(Stored items)
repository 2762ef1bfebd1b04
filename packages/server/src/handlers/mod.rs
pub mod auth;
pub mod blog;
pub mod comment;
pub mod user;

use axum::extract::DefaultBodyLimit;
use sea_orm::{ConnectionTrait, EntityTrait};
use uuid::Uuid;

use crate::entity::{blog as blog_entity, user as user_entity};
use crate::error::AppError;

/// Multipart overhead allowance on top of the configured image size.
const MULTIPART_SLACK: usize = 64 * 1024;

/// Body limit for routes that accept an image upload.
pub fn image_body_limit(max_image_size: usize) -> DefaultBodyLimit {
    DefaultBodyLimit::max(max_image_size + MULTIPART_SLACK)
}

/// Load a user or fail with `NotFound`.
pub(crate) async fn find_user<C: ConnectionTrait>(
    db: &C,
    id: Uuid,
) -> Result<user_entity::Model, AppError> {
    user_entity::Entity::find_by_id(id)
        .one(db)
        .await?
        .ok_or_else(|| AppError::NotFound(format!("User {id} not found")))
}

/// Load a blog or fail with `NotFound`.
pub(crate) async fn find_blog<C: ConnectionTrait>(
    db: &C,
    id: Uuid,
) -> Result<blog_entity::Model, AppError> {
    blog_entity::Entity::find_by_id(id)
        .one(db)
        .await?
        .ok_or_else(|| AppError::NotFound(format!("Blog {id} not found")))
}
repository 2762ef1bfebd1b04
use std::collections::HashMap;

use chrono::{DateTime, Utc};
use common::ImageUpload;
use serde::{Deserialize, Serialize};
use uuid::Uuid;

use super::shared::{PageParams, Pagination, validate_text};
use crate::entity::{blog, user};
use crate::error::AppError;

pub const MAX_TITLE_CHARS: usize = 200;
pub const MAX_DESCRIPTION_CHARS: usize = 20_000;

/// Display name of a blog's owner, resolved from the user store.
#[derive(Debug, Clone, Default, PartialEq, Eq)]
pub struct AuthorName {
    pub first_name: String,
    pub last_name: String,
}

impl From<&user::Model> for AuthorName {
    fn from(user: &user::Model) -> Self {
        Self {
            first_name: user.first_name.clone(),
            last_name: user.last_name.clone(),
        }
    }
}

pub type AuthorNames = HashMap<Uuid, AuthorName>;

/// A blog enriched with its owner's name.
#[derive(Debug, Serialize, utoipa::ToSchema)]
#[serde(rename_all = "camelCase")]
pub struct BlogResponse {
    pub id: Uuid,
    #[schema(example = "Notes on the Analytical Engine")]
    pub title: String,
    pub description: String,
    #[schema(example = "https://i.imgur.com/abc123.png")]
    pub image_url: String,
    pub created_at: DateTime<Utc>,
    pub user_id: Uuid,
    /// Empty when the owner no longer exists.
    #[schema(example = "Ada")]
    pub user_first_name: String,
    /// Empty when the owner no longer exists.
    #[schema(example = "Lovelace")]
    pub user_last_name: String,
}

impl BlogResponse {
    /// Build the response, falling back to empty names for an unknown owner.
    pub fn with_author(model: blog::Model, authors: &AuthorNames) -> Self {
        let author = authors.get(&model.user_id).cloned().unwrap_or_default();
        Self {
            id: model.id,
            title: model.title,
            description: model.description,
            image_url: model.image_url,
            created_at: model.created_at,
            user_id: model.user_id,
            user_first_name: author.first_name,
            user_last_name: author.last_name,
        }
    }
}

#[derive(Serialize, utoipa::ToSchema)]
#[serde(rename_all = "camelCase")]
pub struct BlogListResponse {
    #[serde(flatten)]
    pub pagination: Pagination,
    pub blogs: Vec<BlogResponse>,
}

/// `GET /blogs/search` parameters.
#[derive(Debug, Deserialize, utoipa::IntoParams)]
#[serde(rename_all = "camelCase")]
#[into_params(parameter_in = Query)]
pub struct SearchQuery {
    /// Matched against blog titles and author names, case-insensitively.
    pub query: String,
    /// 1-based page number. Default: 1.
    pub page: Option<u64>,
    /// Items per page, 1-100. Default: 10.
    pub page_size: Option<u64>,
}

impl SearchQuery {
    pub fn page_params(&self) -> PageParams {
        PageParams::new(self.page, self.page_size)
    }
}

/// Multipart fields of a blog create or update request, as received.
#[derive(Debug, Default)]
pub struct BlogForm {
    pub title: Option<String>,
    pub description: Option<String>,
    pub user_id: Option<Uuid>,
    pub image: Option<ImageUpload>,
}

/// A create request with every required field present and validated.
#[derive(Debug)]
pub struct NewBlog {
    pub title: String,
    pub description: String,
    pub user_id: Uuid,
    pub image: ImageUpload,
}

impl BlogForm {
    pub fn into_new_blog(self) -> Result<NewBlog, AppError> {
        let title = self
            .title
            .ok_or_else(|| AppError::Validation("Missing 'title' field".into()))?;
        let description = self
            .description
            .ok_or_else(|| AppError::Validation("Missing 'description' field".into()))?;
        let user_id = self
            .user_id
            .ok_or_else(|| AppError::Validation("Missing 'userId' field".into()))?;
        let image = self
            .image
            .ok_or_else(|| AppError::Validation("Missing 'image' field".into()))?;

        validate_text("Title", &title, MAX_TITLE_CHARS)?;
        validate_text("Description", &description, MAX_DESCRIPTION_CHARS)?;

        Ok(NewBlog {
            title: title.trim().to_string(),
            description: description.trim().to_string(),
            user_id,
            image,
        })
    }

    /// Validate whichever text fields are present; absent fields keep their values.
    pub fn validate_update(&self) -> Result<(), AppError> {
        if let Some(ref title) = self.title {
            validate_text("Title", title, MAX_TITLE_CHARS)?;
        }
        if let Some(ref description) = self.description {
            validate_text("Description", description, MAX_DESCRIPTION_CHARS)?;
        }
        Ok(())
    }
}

--

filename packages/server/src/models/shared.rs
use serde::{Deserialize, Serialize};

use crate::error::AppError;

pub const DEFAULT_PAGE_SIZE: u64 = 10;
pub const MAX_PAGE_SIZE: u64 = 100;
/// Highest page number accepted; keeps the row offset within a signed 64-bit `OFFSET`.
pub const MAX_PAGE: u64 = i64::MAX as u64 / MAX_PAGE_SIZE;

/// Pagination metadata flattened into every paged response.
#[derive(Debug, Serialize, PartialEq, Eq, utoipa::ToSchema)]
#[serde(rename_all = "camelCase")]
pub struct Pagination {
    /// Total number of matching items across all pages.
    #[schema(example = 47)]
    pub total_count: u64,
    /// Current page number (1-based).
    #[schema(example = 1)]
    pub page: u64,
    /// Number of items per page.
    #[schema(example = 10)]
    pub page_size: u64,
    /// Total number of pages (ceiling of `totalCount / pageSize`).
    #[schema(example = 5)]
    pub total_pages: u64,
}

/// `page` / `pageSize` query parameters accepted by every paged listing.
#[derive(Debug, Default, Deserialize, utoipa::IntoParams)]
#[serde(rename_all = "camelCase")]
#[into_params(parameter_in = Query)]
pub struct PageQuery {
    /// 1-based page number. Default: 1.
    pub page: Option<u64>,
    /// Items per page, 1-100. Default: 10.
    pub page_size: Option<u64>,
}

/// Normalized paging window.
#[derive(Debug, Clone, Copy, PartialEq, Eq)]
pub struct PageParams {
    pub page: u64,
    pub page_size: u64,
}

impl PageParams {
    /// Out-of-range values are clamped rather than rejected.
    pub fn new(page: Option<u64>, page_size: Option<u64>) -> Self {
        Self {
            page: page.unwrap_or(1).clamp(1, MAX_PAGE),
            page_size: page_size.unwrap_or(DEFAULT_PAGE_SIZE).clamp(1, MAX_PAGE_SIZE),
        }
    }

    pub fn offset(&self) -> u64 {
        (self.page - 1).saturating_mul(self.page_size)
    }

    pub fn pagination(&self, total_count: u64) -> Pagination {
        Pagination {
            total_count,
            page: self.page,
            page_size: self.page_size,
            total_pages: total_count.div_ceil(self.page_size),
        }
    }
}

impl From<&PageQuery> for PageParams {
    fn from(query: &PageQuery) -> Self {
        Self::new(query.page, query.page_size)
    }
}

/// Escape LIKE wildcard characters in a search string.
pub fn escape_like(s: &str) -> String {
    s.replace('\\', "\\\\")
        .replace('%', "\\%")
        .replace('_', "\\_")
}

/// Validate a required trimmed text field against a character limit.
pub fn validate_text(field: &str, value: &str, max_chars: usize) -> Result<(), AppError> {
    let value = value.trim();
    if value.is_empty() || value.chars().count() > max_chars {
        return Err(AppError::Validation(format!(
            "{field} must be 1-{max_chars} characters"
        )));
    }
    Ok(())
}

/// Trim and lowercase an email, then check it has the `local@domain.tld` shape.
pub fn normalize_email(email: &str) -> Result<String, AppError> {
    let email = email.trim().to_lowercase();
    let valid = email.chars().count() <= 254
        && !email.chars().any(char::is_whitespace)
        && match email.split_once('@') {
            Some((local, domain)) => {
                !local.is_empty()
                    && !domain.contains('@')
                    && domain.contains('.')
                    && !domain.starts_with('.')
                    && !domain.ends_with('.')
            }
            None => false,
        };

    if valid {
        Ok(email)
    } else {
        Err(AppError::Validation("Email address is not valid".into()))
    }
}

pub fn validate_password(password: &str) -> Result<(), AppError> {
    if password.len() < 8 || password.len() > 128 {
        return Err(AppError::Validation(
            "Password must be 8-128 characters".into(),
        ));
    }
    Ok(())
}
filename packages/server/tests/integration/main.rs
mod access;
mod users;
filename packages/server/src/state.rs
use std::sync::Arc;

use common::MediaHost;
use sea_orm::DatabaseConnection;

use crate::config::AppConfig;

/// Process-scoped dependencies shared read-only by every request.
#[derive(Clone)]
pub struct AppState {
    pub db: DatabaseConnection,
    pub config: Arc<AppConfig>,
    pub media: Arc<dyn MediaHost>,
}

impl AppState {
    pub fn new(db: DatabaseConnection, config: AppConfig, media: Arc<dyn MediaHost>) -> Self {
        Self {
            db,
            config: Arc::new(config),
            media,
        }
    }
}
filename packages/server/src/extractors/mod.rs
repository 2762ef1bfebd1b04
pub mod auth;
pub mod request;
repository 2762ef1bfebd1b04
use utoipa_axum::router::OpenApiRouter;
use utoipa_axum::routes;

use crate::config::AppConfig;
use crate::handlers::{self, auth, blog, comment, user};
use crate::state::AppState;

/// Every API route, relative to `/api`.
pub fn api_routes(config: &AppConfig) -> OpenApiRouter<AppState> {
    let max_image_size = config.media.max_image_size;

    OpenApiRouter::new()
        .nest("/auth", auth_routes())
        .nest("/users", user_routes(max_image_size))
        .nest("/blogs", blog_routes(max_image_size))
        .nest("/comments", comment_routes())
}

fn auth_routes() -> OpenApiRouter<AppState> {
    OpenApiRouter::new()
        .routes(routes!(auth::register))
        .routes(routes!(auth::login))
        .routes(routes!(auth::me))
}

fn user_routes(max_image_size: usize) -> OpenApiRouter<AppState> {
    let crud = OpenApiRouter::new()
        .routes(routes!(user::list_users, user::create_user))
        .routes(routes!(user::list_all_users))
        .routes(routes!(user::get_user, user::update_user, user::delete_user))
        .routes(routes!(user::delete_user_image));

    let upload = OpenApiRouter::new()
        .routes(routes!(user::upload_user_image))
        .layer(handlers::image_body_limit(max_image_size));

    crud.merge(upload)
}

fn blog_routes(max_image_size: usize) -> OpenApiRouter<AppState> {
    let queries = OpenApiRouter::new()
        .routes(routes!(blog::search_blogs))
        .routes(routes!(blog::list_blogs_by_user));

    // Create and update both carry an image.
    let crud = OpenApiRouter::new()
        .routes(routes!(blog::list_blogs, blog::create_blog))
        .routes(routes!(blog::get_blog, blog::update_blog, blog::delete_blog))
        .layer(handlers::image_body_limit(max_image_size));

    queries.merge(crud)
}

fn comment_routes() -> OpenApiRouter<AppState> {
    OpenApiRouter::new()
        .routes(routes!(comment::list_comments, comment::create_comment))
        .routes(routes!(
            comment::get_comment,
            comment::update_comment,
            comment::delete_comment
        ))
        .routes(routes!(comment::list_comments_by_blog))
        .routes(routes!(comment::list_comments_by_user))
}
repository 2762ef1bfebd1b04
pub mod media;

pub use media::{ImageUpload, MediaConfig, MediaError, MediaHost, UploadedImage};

- Your goal
Across the entries, how many lines include the string "accepted"? The answer should be only a number.

- Response box
2